Stored data
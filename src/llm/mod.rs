pub mod anthropic;

use async_trait::async_trait;
use thiserror::Error;

pub use anthropic::AnthropicClient;

/// A language model that answers a single-turn text prompt.
#[async_trait]
pub trait LanguageModel: Send + Sync {
    /// Send `prompt` as one user message, bounded to `max_tokens` output
    /// tokens. Returns the text of the first content block, or `None` when
    /// the response carried no text block.
    async fn complete(&self, prompt: &str, max_tokens: u32) -> Result<Option<String>, ModelError>;
}

#[derive(Error, Debug)]
pub enum ModelError {
    #[error("Model client could not be built: {0}")]
    Client(String),

    #[error("Model request failed: {0}")]
    Network(String),

    #[error("Model rate limit exceeded")]
    RateLimited,

    #[error("Model API error ({status}): {message}")]
    Api { status: u16, message: String },

    #[error("Invalid model response: {0}")]
    InvalidResponse(String),
}
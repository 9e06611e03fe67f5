use std::str::FromStr;

/// Canned dashboard queries over the transaction star schema.
#[derive(Debug, Clone, Copy, PartialEq, Eq)]
pub enum Insight {
    Daily,
    Merchants,
    Cards,
    Errors,
}

impl Insight {
    pub fn sql(&self) -> &'static str {
        match self {
            Insight::Daily => {
                "SELECT d.full_date, COUNT(*) AS transactions, SUM(f.amount) AS total \
                 FROM fact_transactions f \
                 JOIN dim_date d ON f.date_key = d.date_key \
                 GROUP BY d.full_date \
                 ORDER BY d.full_date DESC \
                 LIMIT 30"
            }
            Insight::Merchants => {
                "SELECT m.merchant_category_group, COUNT(*) AS count, SUM(f.amount) AS revenue \
                 FROM fact_transactions f \
                 JOIN dim_merchant m ON f.merchant_key = m.merchant_key \
                 GROUP BY m.merchant_category_group \
                 ORDER BY revenue DESC \
                 LIMIT 10"
            }
            Insight::Cards => {
                "SELECT c.card_brand, c.card_type, COUNT(*) AS usage_count, AVG(f.amount) AS avg_amount \
                 FROM fact_transactions f \
                 JOIN dim_card c ON f.card_key = c.card_key \
                 GROUP BY c.card_brand, c.card_type \
                 ORDER BY usage_count DESC"
            }
            Insight::Errors => {
                "SELECT f.error_code, COUNT(*) AS count \
                 FROM fact_transactions f \
                 WHERE f.has_errors = true \
                 GROUP BY f.error_code \
                 ORDER BY count DESC"
            }
        }
    }
}

impl FromStr for Insight {
    type Err = String;

    fn from_str(s: &str) -> Result<Self, Self::Err> {
        match s {
            "daily" => Ok(Insight::Daily),
            "merchants" => Ok(Insight::Merchants),
            "cards" => Ok(Insight::Cards),
            "errors" => Ok(Insight::Errors),
            _ => Err(format!("Unknown insight type: {}", s)),
        }
    }
}
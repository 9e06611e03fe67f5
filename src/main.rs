use log::error;
use std::process;
use std::sync::Arc;

use nl_insights::{
    config::{Config, ModelConfig, PostgresConfig, QueryGuardConfig},
    data_store::{postgres::PostgresDataStore, DataStore},
    executor::QueryExecutor,
    llm::AnthropicClient,
    server::AppState,
    InsightServer, QueryPipeline,
};

#[tokio::main]
async fn main() -> Result<(), Box<dyn std::error::Error>> {
    dotenv::dotenv().ok();
    env_logger::init();

    let config = Config::new().map_err(|e| {
        error!("Failed to initialize config: {}", e);
        e
    })?;

    let postgres_config = PostgresConfig::new().map_err(|e| {
        error!("Failed to initialize Postgres config: {}", e);
        e
    })?;

    let model_config = ModelConfig::new().map_err(|e| {
        error!("Failed to initialize model config: {}", e);
        e
    })?;

    let guard_config = QueryGuardConfig::new().map_err(|e| {
        error!("Failed to initialize query guard config: {}", e);
        e
    })?;

    let data_store: Arc<dyn DataStore> =
        Arc::new(PostgresDataStore::new(postgres_config).await.map_err(|e| {
            error!("Failed to create PostgresDataStore: {}", e);
            e
        })?);

    let model = AnthropicClient::new(model_config).map_err(|e| {
        error!("Failed to create AnthropicClient: {}", e);
        e
    })?;
    let max_tokens = model.max_tokens();

    let row_limit = guard_config.row_limit;
    let executor = Arc::new(QueryExecutor::new(data_store.clone(), guard_config));
    let pipeline = Arc::new(QueryPipeline::new(
        data_store.clone(),
        Arc::new(model),
        executor.clone(),
        max_tokens,
        row_limit,
    ));

    let state = AppState {
        data_store,
        executor,
        pipeline,
    };
    let server = InsightServer::new(config, state);

    if let Err(e) = server.run().await {
        error!("Server encountered an error: {}", e);
        process::exit(1);
    }

    Ok(())
}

Problem => Each record should be repeated in full, exactly as it is written.

Answer box =>
filename src/llm/mod.rs
pub mod anthropic;

use async_trait::async_trait;
use thiserror::Error;

pub use anthropic::AnthropicClient;

/// A language model that answers a single-turn text prompt.
#[async_trait]
pub trait LanguageModel: Send + Sync {
    /// Send `prompt` as one user message, bounded to `max_tokens` output
    /// tokens. Returns the text of the first content block, or `None` when
    /// the response carried no text block.
    async fn complete(&self, prompt: &str, max_tokens: u32) -> Result<Option<String>, ModelError>;
}

#[derive(Error, Debug)]
pub enum ModelError {
    #[error("Model client could not be built: {0}")]
    Client(String),

    #[error("Model request failed: {0}")]
    Network(String),

    #[error("Model rate limit exceeded")]
    RateLimited,

    #[error("Model API error ({status}): {message}")]
    Api { status: u16, message: String },

    #[error("Invalid model response: {0}")]
    InvalidResponse(String),
}
repository 9e06611e03fe67f5
use std::str::FromStr;

/// Canned dashboard queries over the transaction star schema.
#[derive(Debug, Clone, Copy, PartialEq, Eq)]
pub enum Insight {
    Daily,
    Merchants,
    Cards,
    Errors,
}

impl Insight {
    pub fn sql(&self) -> &'static str {
        match self {
            Insight::Daily => {
                "SELECT d.full_date, COUNT(*) AS transactions, SUM(f.amount) AS total \
                 FROM fact_transactions f \
                 JOIN dim_date d ON f.date_key = d.date_key \
                 GROUP BY d.full_date \
                 ORDER BY d.full_date DESC \
                 LIMIT 30"
            }
            Insight::Merchants => {
                "SELECT m.merchant_category_group, COUNT(*) AS count, SUM(f.amount) AS revenue \
                 FROM fact_transactions f \
                 JOIN dim_merchant m ON f.merchant_key = m.merchant_key \
                 GROUP BY m.merchant_category_group \
                 ORDER BY revenue DESC \
                 LIMIT 10"
            }
            Insight::Cards => {
                "SELECT c.card_brand, c.card_type, COUNT(*) AS usage_count, AVG(f.amount) AS avg_amount \
                 FROM fact_transactions f \
                 JOIN dim_card c ON f.card_key = c.card_key \
                 GROUP BY c.card_brand, c.card_type \
                 ORDER BY usage_count DESC"
            }
            Insight::Errors => {
                "SELECT f.error_code, COUNT(*) AS count \
                 FROM fact_transactions f \
                 WHERE f.has_errors = true \
                 GROUP BY f.error_code \
                 ORDER BY count DESC"
            }
        }
    }
}

impl FromStr for Insight {
    type Err = String;

    fn from_str(s: &str) -> Result<Self, Self::Err> {
        match s {
            "daily" => Ok(Insight::Daily),
            "merchants" => Ok(Insight::Merchants),
            "cards" => Ok(Insight::Cards),
            "errors" => Ok(Insight::Errors),
            _ => Err(format!("Unknown insight type: {}", s)),
        }
    }
}
repository 9e06611e03fe67f5
filename src/main.rs
use log::error;
use std::process;
use std::sync::Arc;

use nl_insights::{
    config::{Config, ModelConfig, PostgresConfig, QueryGuardConfig},
    data_store::{postgres::PostgresDataStore, DataStore},
    executor::QueryExecutor,
    llm::AnthropicClient,
    server::AppState,
    InsightServer, QueryPipeline,
};

#[tokio::main]
async fn main() -> Result<(), Box<dyn std::error::Error>> {
    dotenv::dotenv().ok();
    env_logger::init();

    let config = Config::new().map_err(|e| {
        error!("Failed to initialize config: {}", e);
        e
    })?;

    let postgres_config = PostgresConfig::new().map_err(|e| {
        error!("Failed to initialize Postgres config: {}", e);
        e
    })?;

    let model_config = ModelConfig::new().map_err(|e| {
        error!("Failed to initialize model config: {}", e);
        e
    })?;

    let guard_config = QueryGuardConfig::new().map_err(|e| {
        error!("Failed to initialize query guard config: {}", e);
        e
    })?;

    let data_store: Arc<dyn DataStore> =
        Arc::new(PostgresDataStore::new(postgres_config).await.map_err(|e| {
            error!("Failed to create PostgresDataStore: {}", e);
            e
        })?);

    let model = AnthropicClient::new(model_config).map_err(|e| {
        error!("Failed to create AnthropicClient: {}", e);
        e
    })?;
    let max_tokens = model.max_tokens();

    let row_limit = guard_config.row_limit;
    let executor = Arc::new(QueryExecutor::new(data_store.clone(), guard_config));
    let pipeline = Arc::new(QueryPipeline::new(
        data_store.clone(),
        Arc::new(model),
        executor.clone(),
        max_tokens,
        row_limit,
    ));

    let state = AppState {
        data_store,
        executor,
        pipeline,
    };
    let server = InsightServer::new(config, state);

    if let Err(e) = server.run().await {
        error!("Server encountered an error: {}", e);
        process::exit(1);
    }

    Ok(())
}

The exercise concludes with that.